Unfortunately, it is not practical to provide a tutorial here on editing photos. This all depends on the editing software you have available, so you're on your own.

For security reasons, the current phpBB 3.x software behind these forums does not accept HTML tags written into the posts. Instead, you must use the BBCode tags (for example,


----------



## James

> The maximum width of photos is 700 pixels. Photos larger than this will be cut off at 700 pixels. If possible, try to keep your photos to about 560 pixels wide or less. The reason for this is because many people do not have monitors capable of displaying wide photos, and it keeps the download times shorter for everyone.

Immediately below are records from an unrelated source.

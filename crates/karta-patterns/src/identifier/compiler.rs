//! Convert lexed tokens into cursor-anchored segment matchers.

use regex::Regex;

use crate::errors::PatternError;
use crate::hint::{ExpressionKind, get_expression_pattern};

use super::lexer::{Token, lex_identifier};
use super::{Segment, SegmentKind};

/// Compile an identifier into its ordered segments.
///
/// Each regular expression is anchored with `^` so it only matches at the
/// current cursor when applied to the remaining step text.
pub(crate) fn compile_segments(identifier: &str) -> Result<Vec<Segment>, PatternError> {
    lex_identifier(identifier)?
        .into_iter()
        .map(compile_token)
        .collect()
}

fn compile_token(token: Token) -> Result<Segment, PatternError> {
    match token {
        Token::Literal(text) => Ok(Segment {
            kind: SegmentKind::Text,
            source: text,
            matchers: Vec::new(),
        }),
        Token::Quoted { body, .. } => {
            // The quoted form is tried first so bare patterns such as `.*`
            // cannot swallow the surrounding quotes.
            let matchers = vec![
                Regex::new(&format!("^\"(?:{body})\""))?,
                Regex::new(&format!("^(?:{body})"))?,
            ];
            Ok(Segment {
                kind: SegmentKind::Regex,
                source: body,
                matchers,
            })
        }
        Token::Expression { kind, .. } => Ok(Segment {
            kind: SegmentKind::from(kind),
            source: format!("{{{}}}", expression_name(kind)),
            matchers: vec![Regex::new(&format!(
                "^(?:{})",
                get_expression_pattern(kind)
            ))?],
        }),
    }
}

const fn expression_name(kind: ExpressionKind) -> &'static str {
    match kind {
        ExpressionKind::Int => "int",
        ExpressionKind::Float => "float",
        ExpressionKind::Word => "word",
        ExpressionKind::String => "string",
    }
}

#[cfg(test)]
#[expect(clippy::unwrap_used, reason = "tests compile fixed identifiers")]
mod tests {
    use super::*;

    #[test]
    fn builds_text_and_expression_segments() {
        let segments = compile_segments("I have {int} {word}").unwrap();
        let kinds: Vec<_> = segments.iter().map(|s| s.kind).collect();
        assert_eq!(
            kinds,
            vec![
                SegmentKind::Text,
                SegmentKind::Int,
                SegmentKind::Text,
                SegmentKind::Word,
            ]
        );
    }

    #[test]
    fn quoted_segments_try_quoted_form_first() {
        let segments = compile_segments(r#""\d+""#).unwrap();
        let sources: Vec<_> = segments
            .first()
            .unwrap()
            .matchers
            .iter()
            .map(Regex::as_str)
            .collect();
        assert_eq!(sources, vec![r#"^"(?:\d+)""#, r"^(?:\d+)"]);
    }

    #[test]
    fn surfaces_regex_compilation_errors() {
        let err = compile_segments(r#"bad "(unclosed""#).unwrap_err();
        assert!(matches!(err, PatternError::Regex(_)));
    }
}
//! Weighted selection over probability tables.
//!
//! Two draws are supported. A *mutex* draw picks exactly one entry whose
//! probabilities must add up to one. An *independent* draw includes each
//! entry on its own Bernoulli trial. Both walk entries in declaration order.

use super::error::RandomizationError;
use super::rng::SeededRng;

/// Round a probability total to two decimal places.
#[must_use]
pub fn round_total(total: f64) -> f64 {
    (total * 100.0).round() / 100.0
}

/// Check that every probability lies in `(0, 1]`.
///
/// # Errors
/// Returns [`RandomizationError::InvalidProbability`] for the first value out
/// of range.
pub fn check_probabilities<I>(probabilities: I) -> Result<(), RandomizationError>
where
    I: IntoIterator<Item = f64>,
{
    for probability in probabilities {
        if !(probability > 0.0 && probability <= 1.0) {
            return Err(RandomizationError::InvalidProbability(probability));
        }
    }
    Ok(())
}

/// Check that mutually exclusive probabilities are valid and add up to one.
///
/// # Errors
/// Returns [`RandomizationError`] when a probability is out of range or the
/// rounded total differs from `1.00`.
pub fn check_mutex_total<I>(probabilities: I) -> Result<(), RandomizationError>
where
    I: IntoIterator<Item = f64>,
{
    let values: Vec<f64> = probabilities.into_iter().collect();
    check_probabilities(values.iter().copied())?;
    let total = round_total(values.iter().sum());
    if (total - 1.0).abs() > f64::EPSILON {
        return Err(RandomizationError::ProbabilityTotal(total));
    }
    Ok(())
}

/// Pick exactly one item by weighted mutex draw.
///
/// Draws `r` uniformly from `[0, 1)` and returns the first item whose
/// half-open cumulative interval contains it. When rounding leaves `r` past
/// the last boundary the final item is returned.
///
/// # Errors
/// Returns [`RandomizationError`] when `items` is empty or the probabilities
/// fail [`check_mutex_total`].
///
/// # Examples
///
/// ```
/// use karta::data::{SeededRng, select_one};
///
/// let rng = SeededRng::with_seed(1);
/// let picked = select_one(&[("a", 0.25), ("b", 0.75)], |e| e.1, &rng).unwrap();
/// assert!(["a", "b"].contains(&picked.0));
/// ```
pub fn select_one<'a, T, F>(
    items: &'a [T],
    probability: F,
    rng: &SeededRng,
) -> Result<&'a T, RandomizationError>
where
    F: Fn(&T) -> f64,
{
    let last = items
        .last()
        .ok_or(RandomizationError::EmptySelection("probability map"))?;
    check_mutex_total(items.iter().map(&probability))?;
    let draw = rng.unit();
    let mut upper = 0.0;
    for item in items {
        upper += probability(item);
        if draw < upper {
            return Ok(item);
        }
    }
    Ok(last)
}

/// Pick every item whose own draw succeeds, preserving declaration order.
///
/// Each item draws `r` uniformly from `[0, 1)` and is included when
/// `r <= probability`; a probability of one always includes the item.
///
/// # Errors
/// Returns [`RandomizationError::InvalidProbability`] when a probability lies
/// outside `(0, 1]`.
pub fn select_independent<'a, T, F>(
    items: &'a [T],
    probability: F,
    rng: &SeededRng,
) -> Result<Vec<&'a T>, RandomizationError>
where
    F: Fn(&T) -> f64,
{
    check_probabilities(items.iter().map(&probability))?;
    Ok(items
        .iter()
        .filter(|item| {
            let p = probability(item);
            p >= 1.0 || rng.unit() <= p
        })
        .collect())
}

I tried uploading a photo at 700 pixels. It wouldn't go. I got an error message saying that 560 was the maximum size. I have put all of my photos on my server at 640 or 700 pixels for use on many BBs. This is really a very popular size for such use.

I think that these days most everyone is using a desktop of 1024 x 768 or larger. Photos at 640 or 700 display very well on a desktop of that size. I also think it would be appropriate if 700 pixels was the max size instead of 560. Will you consider this change?

James


----------



## UWN admin

James said:


> I think that these days most everyone is using a desktop of 1024 x 768 or larger. Photos at 640 or 700 display very well on a desktop of that size. I also think it would be appropriate if 700 pixels was the max size instead of 560. Will you consider this change?


Our server stats indicate that about eleven percent of those visiting the forums are using monitors with resolutions set below 800 pixels, and 20-some percent of our users are coming in via dial-up connections where large photos take forever to download.

I've upped the maximum size from 560 to 618 pixels, but without recoding the forum templates, 618 pixels wide is the maximum the board can allow - the pages just won't stretch out any further than that. And if I do recode the forum templates to stretch beyond where they do now, it will be stretching them beyond the ability of those coming in with lower than an 800 pixel-wide monitor resolution to display without horizontal scrolling.


----------



## wyogoob

Hint:

Keep pics less than 603 pixels wide to avoid horizontal scrolling.


----------



## Huge29

I guess we need to update this based on the new software


----------